Being a guy I could relate to the ego-boost theory, but the way this guy observed it and chose to respond with maturity was astonishing. Men generally avoid sharing such moments where they were embarrassed by another man. I thought to myself, “This guy is shedding all traits of toxic masculinity and knows himself well, his strengths and his shortcomings.” He was about five–foot–six, had buzz cut hair and a regular demeanor that allowed him to flit through the crowd unnoticed. So, what do you do? he asked. I told him about my recent career shift from a musician to a writer. “What about music then?” Being a content writer himself, he understood the importance of being passionate about work.
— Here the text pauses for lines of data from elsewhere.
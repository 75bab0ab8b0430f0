//! 設定レコードの検証と正規化
//!
//! 生レコードの各フィールドを個別に検証し、正規の `TargetConfig` に
//! 整えます。登録全体を中断するのは不正なターゲット識別子のみで、
//! それ以外の不正フィールドは警告ログ付きで破棄または既定値に
//! 置き換えられます。正規化は冪等です。

use crate::config::{
    AdviceKind, EnabledSpec, RawTargetConfig, TargetConfig, TargetKind, DEFAULT_GROUP,
};
use crate::errors::DebriefError;
use crate::logger::{LogLevel, Logger};
use debrief_host::{EntityKind, HostEnv};

/// 識別子として妥当かどうか
///
/// 空でなく、空白文字を含まないことを要求します。
fn valid_identifier(s: &str) -> bool {
    !s.is_empty() && !s.chars().any(char::is_whitespace)
}

/// 生レコードを正規の設定に変換する
///
/// `kind` が無い場合はホスト環境の内省で推測します（呼び出し可能 →
/// 呼び出しターゲット、束縛済み変数 → 変数ターゲット、既知イベント →
/// イベントターゲット）。どれにも解決できない場合は警告の上で
/// 呼び出しターゲットとして扱います。
pub fn sanitize(
    host: &HostEnv,
    logger: &dyn Logger,
    raw: &RawTargetConfig,
) -> Result<TargetConfig, DebriefError> {
    if !valid_identifier(&raw.target) {
        return Err(DebriefError::Validation(raw.target.clone()));
    }
    let target = raw.target.clone();
    let warn = |message: &str| logger.log(LogLevel::Warn, Some(&target), message);

    // 種別：明示指定を優先し、無効・欠落なら内省で推測する
    let kind = match raw.kind.as_deref() {
        Some(s) => match s.parse::<TargetKind>() {
            Ok(kind) => kind,
            Err(()) => {
                warn(&format!("unknown kind `{}`; inferring from host", s));
                infer_kind(host, &target, &warn)
            }
        },
        None => infer_kind(host, &target, &warn),
    };

    let enabled = raw.enabled.clone().unwrap_or(EnabledSpec::Literal(false));

    let group = match raw.group.as_deref() {
        Some(g) if valid_identifier(g) => g.to_string(),
        Some(g) => {
            warn(&format!(
                "invalid group `{}`; using group `{}`",
                g, DEFAULT_GROUP
            ));
            DEFAULT_GROUP.to_string()
        }
        None => DEFAULT_GROUP.to_string(),
    };

    let min_log_level = match raw.min_log_level.as_deref() {
        Some(s) => match s.parse::<LogLevel>() {
            Ok(level) => Some(level),
            Err(()) => {
                warn(&format!("unknown log level `{}`; dropped", s));
                None
            }
        },
        None => None,
    };

    // 呼び出しターゲット専用フィールド
    let mut advice = AdviceKind::Around;
    let mut timing = false;
    let mut arg_filter = None;
    let mut return_filter = None;
    let mut advice_fn = None;
    if kind == TargetKind::Call {
        advice = match raw.advice.as_deref() {
            Some(s) => match s.parse::<AdviceKind>() {
                Ok(advice) => advice,
                Err(()) => {
                    warn(&format!("unknown advice kind `{}`; using around", s));
                    AdviceKind::Around
                }
            },
            None => AdviceKind::Around,
        };
        timing = raw.timing.unwrap_or(false);
        arg_filter = raw.arg_filter.clone();
        return_filter = raw.return_filter.clone();
        advice_fn = raw.advice_fn.clone();
    } else {
        if raw.advice.is_some() {
            warn("advice kind is only valid for call targets; dropped");
        }
        if raw.timing.is_some() {
            warn("timing is only valid for call targets; dropped");
        }
        if raw.arg_filter.is_some() || raw.return_filter.is_some() {
            warn("filters are only valid for call targets; dropped");
        }
        if raw.advice_fn.is_some() {
            warn("advice function is only valid for call targets; dropped");
        }
    }

    // 変数ターゲット専用フィールド
    let mut values = None;
    let mut watch = false;
    let mut break_on_change = false;
    if kind == TargetKind::Variable {
        values = match raw.values.clone() {
            Some(pair) if pair.len() == 2 => {
                let mut it = pair.into_iter();
                // 長さ2を確認済み
                Some((it.next().unwrap(), it.next().unwrap()))
            }
            Some(pair) => {
                warn(&format!(
                    "values must be a pair, got {} element(s); dropped",
                    pair.len()
                ));
                None
            }
            None => None,
        };
        watch = raw.watch.unwrap_or(false);
        break_on_change = raw.break_on_change.unwrap_or(false);
    } else {
        if raw.values.is_some() {
            warn("values is only valid for variable targets; dropped");
        }
        if raw.watch.is_some() {
            warn("watch is only valid for variable targets; dropped");
        }
        if raw.break_on_change.is_some() {
            warn("break-on-change is only valid for variable targets; dropped");
        }
    }

    Ok(TargetConfig {
        target,
        kind,
        enabled,
        condition: raw.condition.clone(),
        group,
        description: raw.description.clone(),
        min_log_level,
        advice,
        timing,
        arg_filter,
        return_filter,
        advice_fn,
        values,
        watch,
        break_on_change,
    })
}

/// ホスト環境の内省でターゲット種別を推測する
fn infer_kind(host: &HostEnv, target: &str, warn: &dyn Fn(&str)) -> TargetKind {
    match host.resolve(target) {
        Some(EntityKind::Callable) => TargetKind::Call,
        Some(EntityKind::Variable) => TargetKind::Variable,
        Some(EntityKind::Event) => TargetKind::Event,
        None => {
            warn("target is not bound in the host; assuming call target");
            TargetKind::Call
        }
    }
}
He suggested that I continue making music somehow. Money is very important, no doubt about that. But don’t let your music die. He said that in a concerned tone and with a smile that testified his optimism, selflessness, and love for art.
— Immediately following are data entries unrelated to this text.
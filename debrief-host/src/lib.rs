//! Debrief ホスト環境プリミティブ
//!
//! このクレートは、計装対象となるホスト環境の低レベル機能を提供します。
//! 呼び出し可能スロット（間接参照テーブル）、変数セルと変更オブザーバ、
//! 名前付きイベントのディスパッチなどを行います。
//! ターゲット設定やアクティベーション判定はこのクレートの関心外です。

pub mod callable;
pub mod env;
pub mod errors;
pub mod event;
pub mod value;
pub mod variable;

pub use callable::{CallWrapper, HostFn, InterceptorHandle};
pub use env::{EntityKind, HostEnv};
pub use errors::HostError;
pub use event::DispatchFn;
pub use value::Value;
pub use variable::{ObserverFn, ObserverHandle};

/// ホスト呼び出しの結果型
///
/// 計装対象の呼び出しが返すエラーは、この型のまま素通しされます。
pub type CallResult = anyhow::Result<Value>;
His work, he said, allowed him the luxury to work from anywhere in the world. He comes here every day but never books a table. He straightaway heads to the balcony, opens his laptop, orders his coffee there itself and smokes. “I was never happy doing fixed-time jobs. Freelancing is my thing now. Abhi toh sab sahi chal raha hai.” (everything is going fine as of now) His present was reminding me of what I’d aimed for my future when I’d switched to writing. I’m going to a music festival on the third of December in the Himalayas. I went there last month as well, but there wasn’t anything cultural going on at that time, so I thought why not go again for this gig. The words knocked on another one of my passion doors with the zeal of a teenage extrovert. For a moment I wanted to switch our bodies. I told him that I aspired to do all of what he was doing but wasn’t successful. People like the idea of freelancing, but it doesn’t come easy bro. You need contacts for it. I agreed.
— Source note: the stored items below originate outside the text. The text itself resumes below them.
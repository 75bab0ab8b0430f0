//! アドバイス種別ごとのインターセプタ動作のテスト

use debrief_core::{
    EnabledSpec, LogLevel, Logger, MemoryLogger, RawTargetConfig, Registry, Value,
};
use debrief_host::HostEnv;
use std::cell::RefCell;
use std::rc::Rc;

fn setup() -> (Rc<HostEnv>, Rc<MemoryLogger>, Registry) {
    let host = Rc::new(HostEnv::new());
    host.define_fn(
        "add",
        Rc::new(|args| {
            let mut sum = 0;
            for arg in args {
                if let Value::Int(n) = arg {
                    sum += n;
                }
            }
            Ok(Value::Int(sum))
        }),
    );
    host.define_fn("boom", Rc::new(|_| anyhow::bail!("boom")));

    let logger = Rc::new(MemoryLogger::new());
    let registry = Registry::new(Rc::clone(&host), Rc::clone(&logger) as Rc<dyn Logger>);
    (host, logger, registry)
}

fn call_target(id: &str, advice: &str) -> RawTargetConfig {
    RawTargetConfig {
        kind: Some("call".to_string()),
        enabled: Some(EnabledSpec::Literal(true)),
        advice: Some(advice.to_string()),
        ..RawTargetConfig::new(id)
    }
}

#[test]
fn test_global_switch_off_means_no_instrumentation() {
    let (host, logger, registry) = setup();

    let raw = RawTargetConfig {
        timing: Some(true),
        ..call_target("add", "around")
    };
    registry.register("add", &raw).unwrap();

    // グローバルスイッチが落ちている間は物理的にも取り付けられない
    assert!(!registry.is_installed("add"));
    assert!(!host.is_intercepted("add"));

    let result = host.call("add", &[Value::Int(1), Value::Int(2)]).unwrap();
    assert_eq!(result, Value::Int(3));
    assert!(logger.entries_for("add").is_empty());
}

#[test]
fn test_around_logs_args_duration_and_result() {
    let (host, logger, registry) = setup();

    let raw = RawTargetConfig {
        timing: Some(true),
        ..call_target("add", "around")
    };
    registry.register("add", &raw).unwrap();

    // スイッチを入れて照合すると取り付けられる
    registry.set_global_enabled(true);
    assert!(registry.is_installed("add"));
    logger.clear();

    let result = host.call("add", &[Value::Int(1), Value::Int(2)]).unwrap();
    assert_eq!(result, Value::Int(3));

    let entries = logger.entries_for("add");
    assert_eq!(entries.len(), 1, "expected exactly one log entry");
    assert_eq!(entries[0].level, LogLevel::Debug);
    assert!(entries[0].message.contains("args=[1, 2]"));
    assert!(entries[0].message.contains("-> 3"));
    // 経過時間（非負の Duration）が末尾に付く
    assert!(entries[0].message.ends_with("s)"), "no duration in: {}", entries[0].message);
}

#[test]
fn test_around_filters_shape_log_only() {
    let (host, logger, registry) = setup();
    registry.set_global_enabled(true);

    let raw = RawTargetConfig {
        arg_filter: Some(Rc::new(|_| Value::Str("<args>".to_string()))),
        return_filter: Some(Rc::new(|_| Value::Str("<ret>".to_string()))),
        ..call_target("add", "around")
    };
    registry.register("add", &raw).unwrap();
    logger.clear();

    // フィルタはログ整形のみで、実引数と戻り値には触れない
    let result = host.call("add", &[Value::Int(1), Value::Int(2)]).unwrap();
    assert_eq!(result, Value::Int(3));

    let entries = logger.entries_for("add");
    assert_eq!(entries.len(), 1);
    assert!(entries[0].message.contains("\"<args>\""));
    assert!(entries[0].message.contains("\"<ret>\""));
}

#[test]
fn test_around_inactive_call_is_transparent() {
    let (host, logger, registry) = setup();
    registry.set_global_enabled(true);

    // enabled が述語なので取り付けは行われるが、呼び出し時判定は false
    let raw = RawTargetConfig {
        kind: Some("call".to_string()),
        enabled: Some(EnabledSpec::Predicate(Rc::new(|| false))),
        advice: Some("around".to_string()),
        ..RawTargetConfig::new("add")
    };
    registry.register("add", &raw).unwrap();
    assert!(registry.is_installed("add"));
    logger.clear();

    let result = host.call("add", &[Value::Int(2), Value::Int(3)]).unwrap();
    assert_eq!(result, Value::Int(5));
    assert!(logger.entries_for("add").is_empty());
}

#[test]
fn test_around_error_handler_and_reraise() {
    let (host, _logger, registry) = setup();
    registry.set_global_enabled(true);

    let seen: Rc<RefCell<Vec<String>>> = Rc::new(RefCell::new(Vec::new()));
    let sink = Rc::clone(&seen);
    registry.set_error_handler(Rc::new(move |id, err| {
        sink.borrow_mut().push(format!("{}: {}", id, err));
    }));

    registry.register("boom", &call_target("boom", "around")).unwrap();

    let err = host.call("boom", &[]).unwrap_err();
    // ハンドラは (ターゲットID, エラー) でちょうど1回呼ばれる
    assert_eq!(*seen.borrow(), vec!["boom: boom".to_string()]);
    // 呼び出し元は同一のエラーをそのまま観測する
    assert_eq!(err.to_string(), "boom");
}

#[test]
fn test_before_logs_then_calls_through() {
    let (host, logger, registry) = setup();
    registry.set_global_enabled(true);

    registry.register("add", &call_target("add", "before")).unwrap();
    logger.clear();

    let result = host.call("add", &[Value::Int(4), Value::Int(5)]).unwrap();
    assert_eq!(result, Value::Int(9));

    let entries = logger.entries_for("add");
    assert_eq!(entries.len(), 1);
    assert!(entries[0].message.starts_with("before add"));
    assert!(entries[0].message.contains("args=[4, 5]"));
    // before は戻り値を見ない
    assert!(!entries[0].message.contains("->"));
}

#[test]
fn test_after_logs_args_and_result() {
    let (host, logger, registry) = setup();
    registry.set_global_enabled(true);

    registry.register("add", &call_target("add", "after")).unwrap();
    logger.clear();

    let result = host.call("add", &[Value::Int(4), Value::Int(5)]).unwrap();
    assert_eq!(result, Value::Int(9));

    let entries = logger.entries_for("add");
    assert_eq!(entries.len(), 1);
    assert!(entries[0].message.starts_with("after add"));
    assert!(entries[0].message.contains("-> 9"));
}

#[test]
fn test_override_delegates_to_replacement() {
    let (host, logger, registry) = setup();
    registry.set_global_enabled(true);

    let raw = RawTargetConfig {
        advice_fn: Some(Rc::new(|_| Ok(Value::Int(99)))),
        ..call_target("add", "override")
    };
    registry.register("add", &raw).unwrap();
    logger.clear();

    // アクティブ：記録してから置換関数へ委譲
    let result = host.call("add", &[Value::Int(1)]).unwrap();
    assert_eq!(result, Value::Int(99));
    assert_eq!(logger.entries_for("add").len(), 1);
}

#[test]
fn test_override_inactive_delegates_without_logging() {
    let (host, logger, registry) = setup();
    registry.set_global_enabled(true);

    // 述語 false：取り付けは残るが、委譲のみでログしない
    let raw = RawTargetConfig {
        kind: Some("call".to_string()),
        enabled: Some(EnabledSpec::Predicate(Rc::new(|| false))),
        advice: Some("override".to_string()),
        advice_fn: Some(Rc::new(|_| Ok(Value::Int(99)))),
        ..RawTargetConfig::new("add")
    };
    registry.register("add", &raw).unwrap();
    logger.clear();

    let result = host.call("add", &[Value::Int(1)]).unwrap();
    assert_eq!(result, Value::Int(99));
    assert!(logger.entries_for("add").is_empty());
}

#[test]
fn test_filter_args_transforms_live_call() {
    let (host, logger, registry) = setup();
    registry.set_global_enabled(true);

    // 各引数を10倍にするフィルタ：この種別だけは実呼び出しを変換する
    let raw = RawTargetConfig {
        arg_filter: Some(Rc::new(|v| match v {
            Value::List(items) => Value::List(
                items
                    .iter()
                    .map(|item| match item {
                        Value::Int(n) => Value::Int(n * 10),
                        other => other.clone(),
                    })
                    .collect(),
            ),
            other => other.clone(),
        })),
        ..call_target("add", "filter-args")
    };
    registry.register("add", &raw).unwrap();

    let result = host.call("add", &[Value::Int(1), Value::Int(2)]).unwrap();
    assert_eq!(result, Value::Int(30));

    // 非アクティブなら無変更で通す
    registry.toggle_target("add").unwrap();
    logger.clear();
    let result = host.call("add", &[Value::Int(1), Value::Int(2)]).unwrap();
    assert_eq!(result, Value::Int(3));
    assert!(logger.entries_for("add").is_empty());
}

#[test]
fn test_filter_return_transforms_result() {
    let (host, _logger, registry) = setup();
    registry.set_global_enabled(true);

    let raw = RawTargetConfig {
        return_filter: Some(Rc::new(|v| match v {
            Value::Int(n) => Value::Int(n + 100),
            other => other.clone(),
        })),
        ..call_target("add", "filter-return")
    };
    registry.register("add", &raw).unwrap();

    let result = host.call("add", &[Value::Int(1), Value::Int(2)]).unwrap();
    assert_eq!(result, Value::Int(103));
}

#[test]
fn test_while_kinds_always_call_through() {
    let (host, logger, registry) = setup();
    registry.set_global_enabled(true);

    registry
        .register("add", &call_target("add", "around-while"))
        .unwrap();
    logger.clear();

    // アクティブ：trace で記録しつつ素通し
    let result = host.call("add", &[Value::Int(1), Value::Int(2)]).unwrap();
    assert_eq!(result, Value::Int(3));
    let entries = logger.entries_for("add");
    assert_eq!(entries.len(), 1);
    assert_eq!(entries[0].level, LogLevel::Trace);

    // 非アクティブでも呼び出しは決して遮られない
    registry.toggle_target("add").unwrap();
    let result = host.call("add", &[Value::Int(1), Value::Int(2)]).unwrap();
    assert_eq!(result, Value::Int(3));
}

#[test]
fn test_min_log_level_raises_entry_level() {
    let (host, logger, registry) = setup();
    registry.set_global_enabled(true);

    let raw = RawTargetConfig {
        min_log_level: Some("warn".to_string()),
        ..call_target("add", "around")
    };
    registry.register("add", &raw).unwrap();
    logger.clear();

    host.call("add", &[Value::Int(1)]).unwrap();
    let entries = logger.entries_for("add");
    assert_eq!(entries.len(), 1);
    assert_eq!(entries[0].level, LogLevel::Warn);
}

#[test]
fn test_detach_restores_plain_call() {
    let (host, logger, registry) = setup();
    registry.set_global_enabled(true);

    registry.register("add", &call_target("add", "around")).unwrap();
    assert!(host.is_intercepted("add"));

    // リテラル false へトグルすると物理的にも取り外される
    registry.toggle_target("add").unwrap();
    assert!(!host.is_intercepted("add"));
    assert!(!registry.is_installed("add"));

    logger.clear();
    let result = host.call("add", &[Value::Int(1), Value::Int(2)]).unwrap();
    assert_eq!(result, Value::Int(3));
    assert!(logger.entries_for("add").is_empty());
}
My admiration trance was interrupted; cut short by one of the servers who came out with my herbal tea. I was following at least one of the routine things that a freelancer does—ordering a light beverage. The freelancer seemed to have moved on, attention-wise, from the conversion. I was only able to stop him for another minute. “Do you live nearby?” I asked him. No, I come from the far west side of the city. Told you it’s a getaway, so, yeah…anyways, it was nice talking to you. His content–with–life smile reappeared and a relaxed hand approached me midway for a friendly handshake. “Same here buddy.” He picked up his backpack that didn’t have his hiring company’s name or logo over it, but it looked expensive. Off he went back in and then disappeared behind the thick wooden balcony door, that supposedly segregates the smoke outside and the air inside. I saw his head pop up once as he flit through the servers, the cackling diners, the selfie-obsessed teenagers, and the decorative prayer wheels. No one knows more about impermanence than a free soul. Fixed-time jobs provide security, certainity, and social status. But in these unprecedented times, these challenging times, when Covid-19 variants are appearing as quickly as one leaves his/her office on a Friday evening, no job can guarantee you any of these. I pulled out another cigarette and played one of my singing videos on the phone, inspired to mend the severed ties with my passion.